Consumer & Behavioral Neuroscience

Neuroscience, Music and Memory

Neuroscience, Music and Memory

The Beatles’ Surprising Contribution To Brain Science aired this morning on NPR on my drive into work.

The same brain system that controls our muscles also helps us remember music, scientists say.

Basically, scientists at Georgetown University scanned participants brains while they listened to their favorite cds.  And while they expected to see activity in the auditory cortex, they were surprised to see the level of activity in the motor cortex.  Further, when testing with a series of progressively complex computer generated tones, the motor cortex was found to be more active with the added tones.

The motor system is said to be sequencing the sounds, reading the music.
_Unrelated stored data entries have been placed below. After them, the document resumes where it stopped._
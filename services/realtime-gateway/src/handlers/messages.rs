//! `POST /api/v1/messages/` — chat message intake.
//!
//! This binary owns no outbox — it only runs the fan-out hub, a bus
//! consumer, and the WebSocket upgrade — so an intake message is published
//! straight to the bus rather than appended transactionally — there is no
//! domain write here to co-commit it with. A local client connected to the
//! same conversation only sees it once the bus consumer (`bus_bridge`)
//! redelivers it: the bus is the single source of truth for realtime
//! fan-out, never a direct in-process hand-off.

use actix_web::{web, HttpResponse};
use bus_adapter::BusProducer;
use event_schema::domain::{ChatMessageSent, DomainEvent};
use serde::Deserialize;

use crate::error::AppError;
use crate::state::AppState;

#[derive(Debug, Deserialize)]
pub struct SendMessageRequest {
    pub conversation_id: String,
    pub user_id: String,
    pub message: String,
}

pub async fn send_message(
    state: web::Data<AppState>,
    body: web::Json<SendMessageRequest>,
) -> Result<HttpResponse, AppError> {
    let event = DomainEvent::ChatMessageSent(ChatMessageSent {
        conversation_id: body.conversation_id.clone(),
        user_id: body.user_id.clone(),
        message: body.message.clone(),
    });

    let subject = event.subject().to_string();
    let envelope = event.into_envelope(body.conversation_id.clone(), "conversation");
    let bytes = envelope
        .encode()
        .map_err(|e| AppError::BadRequest(format!("failed to encode event: {e}")))?;
    let headers = envelope.bus_headers();

    state
        .bus_producer
        .publish(&subject, &body.conversation_id, &bytes, &headers)
        .await?;

    Ok(HttpResponse::Accepted().json(serde_json::json!({"status": "queued"})))
}
/// Exponential backoff with +/-30% jitter, capped at `max`.
///
/// Retry 0 -> ~1s, retry 1 -> ~2s, retry 2 -> ~4s, ... capped at `max`.
pub fn calculate_backoff(retry_count: i32, initial: Duration, max: Duration) -> Duration {
    let exp = 2u64.saturating_pow(retry_count.max(0) as u32);
    let base_secs = initial.as_secs().saturating_mul(exp).min(max.as_secs());

    let jitter_fraction = rand::thread_rng().gen_range(-0.3..0.3);
    let jittered = (base_secs as f64) * (1.0 + jitter_fraction);
    Duration::from_secs_f64(jittered.max(0.0))
}

/// Background worker that drains the outbox onto the bus.
///
/// Each worker instance claims a batch, publishes every event in the
/// batch (in the order returned, which respects per-aggregate FIFO), and
/// marks each `sent` or `failed` before claiming the next batch. Multiple
/// instances may run concurrently against the same store; leases keep
/// them from double-publishing the same aggregate's event.
pub struct OutboxWorker<S: OutboxStore, P: BusProducer> {
    worker_id: String,
    store: Arc<S>,
    producer: Arc<P>,
    batch_size: i64,
    lease_ttl: Duration,
    poll_interval: Duration,
    backoff_initial: Duration,
    backoff_max: Duration,
    max_retries: i32,
    metrics: Option<crate::metrics::OutboxMetrics>,
    wake_up: Arc<Notify>,
    shutdown: Arc<Notify>,
    circuit_breaker: CircuitBreaker,
}

/// Tunable knobs for an [`OutboxWorker`]; mirrors the `OUTBOX_*` environment
/// variables read by each service's `WorkerConfig`.
#[derive(Debug, Clone)]
pub struct OutboxWorkerConfig {
    pub batch_size: i64,
    pub lease_ttl: Duration,
    pub poll_interval: Duration,
    pub backoff_initial: Duration,
    pub backoff_max: Duration,
    pub max_retries: i32,
}

impl Default for OutboxWorkerConfig {
    fn default() -> Self {
        Self {
            batch_size: 100,
            lease_ttl: Duration::from_secs(30),
            poll_interval: Duration::from_millis(500),
            backoff_initial: Duration::from_secs(1),
            backoff_max: Duration::from_secs(300),
            max_retries: 10,
        }
    }
}
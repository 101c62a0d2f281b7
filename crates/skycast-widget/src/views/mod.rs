//! Maud renderers for the widget's panel regions.
//!
//! Every user- or server-provided string passes through maud's
//! escaping; no panel markup is assembled by string pasting.

pub mod conditions;
pub mod dropdown;
pub mod forecast;
pub mod saved;
pub mod toggle;

use maud::{html, Markup};

/// One-line status message shown under the forms.
pub fn status_line(message: &str) -> Markup {
    html! {
        p class="status" role="status" { (message) }
    }
}

#[cfg(test)]
mod tests {
    use super::*;

    #[test]
    fn test_status_line_escapes_markup() {
        let markup = status_line("<b>oops</b>").into_string();
        assert!(markup.contains("&lt;b&gt;oops&lt;/b&gt;"));
        assert!(!markup.contains("<b>"));
    }
}
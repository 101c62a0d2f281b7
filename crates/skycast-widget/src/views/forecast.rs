//! Daily forecast strip. Rows keep the backend's order.

use maud::{html, Markup};
use skycast_api::{ForecastDay, Unit};

use crate::format;

/// Display-ready strings for one forecast day.
#[derive(Debug, Clone)]
pub struct ForecastRowVm {
    pub date: String,
    pub icon: String,
    pub description: String,
    pub high: String,
    pub low: String,
    pub probability: String,
    pub wind: String,
}

impl ForecastRowVm {
    pub fn new(day: &ForecastDay, unit: Unit) -> Self {
        Self {
            date: format::fmt_forecast_date(&day.date),
            icon: day.icon.clone(),
            description: day.description.clone(),
            high: format::fmt_temperature(day.t_max, unit),
            low: format::fmt_temperature(day.t_min, unit),
            probability: format::fmt_probability(day.precipitation_probability),
            wind: format::fmt_speed(day.wind_max, unit),
        }
    }
}

pub fn strip(rows: &[ForecastRowVm]) -> Markup {
    html! {
        div class="forecast" {
            @for row in rows {
                div class="forecast-day" {
                    p class="date" { (row.date) }
                    i class=(row.icon) aria-hidden="true" {}
                    p class="temps" {
                        span class="high" { (row.high) }
                        " / "
                        span class="low" { (row.low) }
                    }
                    p class="probability" { "Precip " (row.probability) }
                    p class="wind" { "Wind " (row.wind) }
                    p class="description" { (row.description) }
                }
            }
        }
    }
}
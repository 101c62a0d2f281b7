//! HTTP client for the skycast weather backend.
//!
//! Wire types plus a thin reqwest client, one method per endpoint.
//! Token issuance is external; see [`auth::AuthProvider`].

pub mod auth;
pub mod client;
pub mod error;
pub mod requests;
pub mod types;

pub use auth::{AuthProvider, NoAuth, StaticToken};
pub use client::BackendClient;
pub use error::ApiError;
pub use requests::{CreateRequest, Created, SavedRequest, UpdateRequest};
pub use types::{
    Coordinate, CurrentWeather, ForecastDay, Geocoded, Suggestion, Unit, WeatherReport,
};
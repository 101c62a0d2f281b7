//! The widget event loop.
//!
//! [`Widget::handle_event`] is synchronous and never blocks: network
//! and timer work runs in spawned tasks that report back over an
//! internal channel, and [`Widget::run_until_idle`] drains those
//! completions back into state and panels. Only the loop writes state,
//! so partial results never show.
//!
//! Actions that target the results panel claim a generation stamp;
//! a completion carrying an old stamp is discarded instead of
//! rendered, so a slow response can never clobber a newer one.
//! Chained legs (geocode then weather, locate then weather) run under
//! the stamp claimed by the action that started them.

use std::sync::Arc;
use std::time::Duration;

use skycast_api::{
    ApiError, BackendClient, Coordinate, CreateRequest, Created, Geocoded, SavedRequest,
    Suggestion, Unit, UpdateRequest, WeatherReport,
};
use skycast_core::{Config, DateRange, ValidationError};
use tokio::sync::mpsc;

use crate::debounce::Debouncer;
use crate::events::{EditForm, SaveForm, WidgetEvent};
use crate::panels::Panels;
use crate::position::{self, Position, PositionError, PositionPolicy, PositionSource};
use crate::state::WidgetState;

/// Tunables fixed at construction.
#[derive(Debug, Clone)]
pub struct WidgetOptions {
    /// Quiet period after a keystroke before autocomplete fires.
    pub debounce: Duration,
    /// Queries shorter than this never hit the network.
    pub min_query_len: usize,
    pub position_policy: PositionPolicy,
    pub default_unit: Unit,
}

impl Default for WidgetOptions {
    fn default() -> Self {
        Self {
            debounce: Duration::from_millis(750),
            min_query_len: 3,
            position_policy: PositionPolicy::default(),
            default_unit: Unit::Fahrenheit,
        }
    }
}

impl WidgetOptions {
    pub fn from_config(config: &Config) -> Self {
        Self {
            debounce: Duration::from_millis(config.autocomplete.debounce_ms),
            min_query_len: config.autocomplete.min_query_len,
            position_policy: PositionPolicy {
                timeout: Duration::from_secs(config.geolocation.timeout_secs),
                maximum_age: Duration::from_secs(config.geolocation.maximum_age_secs),
                high_accuracy: config.geolocation.high_accuracy,
            },
            default_unit: config.display.default_unit,
        }
    }
}

/// Completions sent from spawned tasks back to the loop. Every spawned
/// task sends exactly one of these, which is what keeps the in-flight
/// count honest.
#[derive(Debug)]
pub(crate) enum Msg {
    DebounceFired {
        generation: u64,
        query: String,
    },
    DebounceCancelled,
    SuggestionsReady {
        generation: u64,
        result: Result<Vec<Suggestion>, ApiError>,
    },
    GeocodeReady {
        generation: u64,
        result: Result<Geocoded, ApiError>,
    },
    PositionReady {
        generation: u64,
        silent: bool,
        result: Result<Position, PositionError>,
    },
    WeatherReady {
        generation: u64,
        coordinate: Coordinate,
        result: Result<WeatherReport, ApiError>,
    },
    RecordReady {
        generation: u64,
        result: Result<SavedRequest, ApiError>,
    },
    SavedListReady {
        result: Result<Vec<SavedRequest>, ApiError>,
    },
    CreateDone {
        result: Result<Created, ApiError>,
    },
    UpdateDone {
        id: i64,
        result: Result<(), ApiError>,
    },
    DeleteDone {
        id: i64,
        result: Result<(), ApiError>,
    },
}

pub struct Widget {
    state: WidgetState,
    panels: Panels,
    client: BackendClient,
    position: Arc<dyn PositionSource>,
    options: WidgetOptions,
    debouncer: Debouncer,
    tx: mpsc::UnboundedSender<Msg>,
    rx: mpsc::UnboundedReceiver<Msg>,
    inflight: usize,
}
This reminded me of piano competitions as a child. I competed in state competitions and excelled in the area of “sight reading”, where you are given a piece of music you have never seen and given a few minutes to look it over and then play it cold for the judges. I would read the music and hear the tones in my head.  My fingers would move as I read the music.

This all led me to this interesting blog post: 

Sight-Reading Music: A Unique Window on the Mind

“This articles looks at the way research in music cognition and behaviour could bring forth new discoveries of the mind, instead of merely paralleling them to instances of other, better known subjects.”


Pretty cool. Further evidence of overlap and multi-sensory consolidation.  Our senses do not work in a vacuum. Smell enhances taste, sound works with sight.  Things that shouldn’t be viewed as complications to neuroscientific research, but possible assets and routes to discovery.

And reminds me… I’ve been meaning to pick up this book: 

Musicophilia: Tales of Music and the Brain by Oliver Sacks

If you’ve never read any Sacks, I highly recommend him.

2 comments on “Neuroscience, Music and Memory

  1. Ad Mirer
    November 8, 2012

    Very interesting. I wonder what happens in the brain when people listen to noise or things that they don’t see as being “music”.

    • nerdoscientist
      November 8, 2012

      Good question!
      That might make for an interesting control in such a study.